The scam has cost the public coffers over a million euros in unearned social security payments, and in addition the fake company has accumulated over 400,000 euros in unpaid taxes and social security contributions. The social security office has started legal proceedings to reclaim the unearned unemployment payments from the benefit frauds.

The Guardia Civil was started the investigation, named “Operación Tributo” at the end of 2014 after the provincial employment office became suspicious of a large number of short and medium term work contracts emanating from these companies. The police started a lengthy investigation which involved tracing all work contracts and financial accounts for the companies, quickly realising that something was wrong at these companies. Amongst other irregularities, a senior member of the fruit and vegetable company was the figurehead of the second company, proving an administrative link between the two companies.

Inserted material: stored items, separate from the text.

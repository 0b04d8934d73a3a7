// ============================================================================
// FIFO Lot Matching
// Oldest open BUY lot is closed first by each incoming SELL
// ============================================================================

use crate::domain::{Execution, InstrumentOutcome, RealizedMatch, Side, UnmatchedSell};
use crate::error::{PnlError, PnlResult};
use crate::interfaces::LotMatcher;
use chrono::{DateTime, Utc};
use tracing::{debug, trace, warn};

/// First-In-First-Out lot matcher
///
/// BUYs queue up as open lots. A SELL consumes the front of the queue until
/// it is filled or the queue is empty; each lot it touches yields one
/// realized match.
///
/// # Example
/// ```text
/// Queue: 10 @ 100 (t=1)
///        10 @ 110 (t=2)
///
/// Incoming: SELL 15 @ 120 (t=3)
/// Result: 10 x (120 - 100) = 200, then 5 x (120 - 110) = 50
///         5 @ 110 stays open
/// ```
///
/// SELL quantity left once the queue is empty produces no match. It is
/// recorded as an `UnmatchedSell` on the outcome.
#[derive(Debug, Default, Clone, Copy)]
pub struct FifoLotMatcher;

impl FifoLotMatcher {
    pub fn new() -> Self {
        Self
    }

    fn check_contract(
        instrument: &str,
        execution: &Execution,
        previous: Option<DateTime<Utc>>,
    ) -> PnlResult<()> {
        if execution.instrument != instrument {
            return Err(PnlError::InstrumentMismatch {
                expected: instrument.to_string(),
                found: execution.instrument.clone(),
            });
        }

        if let Some(previous) = previous {
            if execution.timestamp < previous {
                return Err(PnlError::OutOfOrder {
                    instrument: instrument.to_string(),
                    previous,
                    current: execution.timestamp,
                });
            }
        }

        execution.validate()
    }

    fn match_sell(sell: &Execution, outcome: &mut InstrumentOutcome) -> PnlResult<()> {
        let mut remaining = sell.quantity;

        while remaining > 0 {
            let fill = match outcome.open_lots.consume_front(remaining) {
                Some(fill) => fill,
                None => break,
            };
            remaining -= fill.quantity;

            let realized = RealizedMatch::new(
                sell.instrument.as_str(),
                fill.quantity,
                fill.price,
                sell.price,
                fill.timestamp,
                sell.timestamp,
            )?
            .with_order_ids(fill.order_id, sell.order_id.clone());

            trace!(
                instrument = %sell.instrument,
                quantity = realized.quantity(),
                buy_price = %realized.buy_price(),
                sell_price = %realized.sell_price(),
                pnl = %realized.pnl(),
                "lot matched"
            );
            outcome.matches.push(realized);
        }

        if remaining > 0 {
            warn!(
                instrument = %sell.instrument,
                quantity = remaining,
                sold = sell.quantity,
                timestamp = %sell.timestamp,
                "sell exceeds open lots, remainder excluded from realized P&L"
            );
            outcome.unmatched_sells.push(UnmatchedSell {
                instrument: sell.instrument.clone(),
                quantity: remaining,
                timestamp: sell.timestamp,
                order_id: sell.order_id.clone(),
            });
        }

        Ok(())
    }
}

impl LotMatcher for FifoLotMatcher {
    fn match_instrument(
        &self,
        instrument: &str,
        executions: &[Execution],
    ) -> PnlResult<InstrumentOutcome> {
        let mut outcome = InstrumentOutcome::new(instrument);
        let mut previous = None;

        for execution in executions {
            Self::check_contract(instrument, execution, previous)?;
            previous = Some(execution.timestamp);

            match execution.side {
                Side::Buy => outcome.open_lots.push_buy(execution),
                Side::Sell => Self::match_sell(execution, &mut outcome)?,
            }
        }

        debug!(
            instrument,
            executions = executions.len(),
            matches = outcome.matches.len(),
            open_lots = outcome.open_lots.len(),
            unmatched_sells = outcome.unmatched_sells.len(),
            "instrument matched"
        );

        Ok(outcome)
    }

    fn name(&self) -> &str {
        "FIFO"
    }
}

#[cfg(test)]
mod tests {
    use super::*;
    use crate::numeric::{Pnl, Price};
    use chrono::TimeZone;

    fn at(secs: i64) -> DateTime<Utc> {
        Utc.timestamp_opt(secs, 0).unwrap()
    }

    fn px(value: i64) -> Price {
        Price::from_integer(value).unwrap()
    }

    fn buy(instrument: &str, secs: i64, qty: u64, price: i64) -> Execution {
        Execution::buy(instrument, qty, px(price), at(secs)).unwrap()
    }

    fn sell(instrument: &str, secs: i64, qty: u64, price: i64) -> Execution {
        Execution::sell(instrument, qty, px(price), at(secs)).unwrap()
    }

    #[test]
    fn test_fifo_consumes_oldest_lot_first() {
        let executions = vec![
            buy("X", 1, 10, 100),
            buy("X", 2, 10, 110),
            sell("X", 3, 15, 120),
        ];

        let outcome = FifoLotMatcher::new()
            .match_instrument("X", &executions)
            .unwrap();

        assert_eq!(outcome.matches.len(), 2);

        let first = &outcome.matches[0];
        assert_eq!(first.quantity(), 10);
        assert_eq!(first.buy_price(), px(100));
        assert_eq!(first.buy_timestamp(), at(1));
        assert_eq!(first.pnl(), Pnl::from_integer(200).unwrap());

        let second = &outcome.matches[1];
        assert_eq!(second.quantity(), 5);
        assert_eq!(second.buy_price(), px(110));
        assert_eq!(second.sell_timestamp(), at(3));
        assert_eq!(second.pnl(), Pnl::from_integer(50).unwrap());

        let left = outcome.open_lots.front().unwrap();
        assert_eq!(left.remaining_quantity(), 5);
        assert_eq!(left.price(), px(110));
    }

    #[test]
    fn test_partial_exit_then_full_exit() {
        let executions = vec![
            buy("X", 1, 100, 50),
            sell("X", 2, 40, 60),
            sell("X", 3, 60, 55),
        ];

        let outcome = FifoLotMatcher::new()
            .match_instrument("X", &executions)
            .unwrap();

        let pnls: Vec<_> = outcome.matches.iter().map(|m| m.pnl()).collect();
        assert_eq!(
            pnls,
            vec![Pnl::from_integer(400).unwrap(), Pnl::from_integer(300).unwrap()]
        );
        assert_eq!(outcome.matches[0].quantity(), 40);
        assert_eq!(outcome.matches[1].quantity(), 60);
        assert!(outcome.open_lots.is_empty());
        assert!(outcome.unmatched_sells.is_empty());
    }

    #[test]
    fn test_sell_without_buy_realizes_nothing() {
        let executions = vec![sell("X", 1, 5, 100)];

        let outcome = FifoLotMatcher::new()
            .match_instrument("X", &executions)
            .unwrap();

        assert!(outcome.matches.is_empty());
        assert_eq!(outcome.unmatched_sell_quantity(), Ok(5));
        assert_eq!(outcome.unmatched_sells[0].timestamp, at(1));
    }

    #[test]
    fn test_sell_larger_than_open_lots() {
        let executions = vec![buy("X", 1, 3, 100), sell("X", 2, 8, 90)];

        let outcome = FifoLotMatcher::new()
            .match_instrument("X", &executions)
            .unwrap();

        assert_eq!(outcome.matched_quantity(), Ok(3));
        assert_eq!(outcome.matches[0].pnl(), Pnl::from_integer(-30).unwrap());
        assert_eq!(outcome.unmatched_sell_quantity(), Ok(5));
        assert!(outcome.open_lots.is_empty());
    }

    #[test]
    fn test_later_buy_does_not_cover_earlier_sell() {
        let executions = vec![sell("X", 1, 5, 100), buy("X", 2, 5, 90)];

        let outcome = FifoLotMatcher::new()
            .match_instrument("X", &executions)
            .unwrap();

        assert!(outcome.matches.is_empty());
        assert_eq!(outcome.open_lots.open_quantity(), Ok(5));
        assert_eq!(outcome.unmatched_sell_quantity(), Ok(5));
    }

    #[test]
    fn test_only_buys() {
        let executions = vec![buy("X", 1, 5, 100), buy("X", 2, 5, 101)];

        let outcome = FifoLotMatcher::new()
            .match_instrument("X", &executions)
            .unwrap();

        assert!(outcome.matches.is_empty());
        assert_eq!(outcome.open_lots.len(), 2);
    }

    #[test]
    fn test_empty_input() {
        let outcome = FifoLotMatcher::new().match_instrument("X", &[]).unwrap();
        assert!(outcome.matches.is_empty());
        assert!(outcome.open_lots.is_empty());
    }

    #[test]
    fn test_equal_timestamps_use_input_order() {
        let executions = vec![
            buy("X", 5, 1, 100),
            buy("X", 5, 1, 200),
            sell("X", 5, 1, 150),
        ];

        let outcome = FifoLotMatcher::new()
            .match_instrument("X", &executions)
            .unwrap();

        assert_eq!(outcome.matches[0].buy_price(), px(100));
        assert_eq!(outcome.open_lots.front().unwrap().price(), px(200));
    }

    #[test]
    fn test_order_ids_flow_into_matches() {
        let executions = vec![
            buy("X", 1, 2, 100).with_order_id("B-1"),
            sell("X", 2, 2, 101).with_order_id("S-1"),
        ];

        let outcome = FifoLotMatcher::new()
            .match_instrument("X", &executions)
            .unwrap();

        assert_eq!(outcome.matches[0].buy_order_id(), Some("B-1"));
        assert_eq!(outcome.matches[0].sell_order_id(), Some("S-1"));
    }

    #[test]
    fn test_rejects_foreign_instrument() {
        let executions = vec![buy("X", 1, 1, 100), sell("Y", 2, 1, 100)];

        let result = FifoLotMatcher::new().match_instrument("X", &executions);
        assert_eq!(
            result.unwrap_err(),
            PnlError::InstrumentMismatch {
                expected: "X".to_string(),
                found: "Y".to_string(),
            }
        );
    }

    #[test]
    fn test_rejects_out_of_order_input() {
        let executions = vec![buy("X", 2, 1, 100), sell("X", 1, 1, 100)];

        let result = FifoLotMatcher::new().match_instrument("X", &executions);
        assert!(matches!(result, Err(PnlError::OutOfOrder { .. })));
    }

    #[test]
    fn test_rejects_unvalidated_execution() {
        let mut bad = buy("X", 1, 1, 100);
        bad.quantity = 0;

        let result = FifoLotMatcher::new().match_instrument("X", &[bad]);
        assert!(matches!(result, Err(PnlError::InvalidExecution { .. })));
    }

    #[test]
    fn test_matcher_name() {
        assert_eq!(FifoLotMatcher::new().name(), "FIFO");
    }
}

The scam was run by a 38 year old man from Torre Pacheco who has a criminal record for fraud, along with members of his immediate family. Police also searched the offices of a local gestoría who were in charge of the registering of labour contracts on behalf of the company. 116 of the arrested people live in Murcia, with the rest living in nearby provinces. The Police said that the scam operated by “word of mouth” with people telling friends and families about the possibility of increasing their pension contribution or obtaining benefits for a small down payment.

In recent years Spain has increased the maximum penalties for such financial crimes, as part of a wider crackdown on the black economy. The businessman behind this scam could be facing a maximum of six years in jail, 10 years debarment from being a company director and a hefty fine. Those workers who took advantage of the scam are also looking at possible jail sentences as well as having to repay the fraudulent benefits claimed.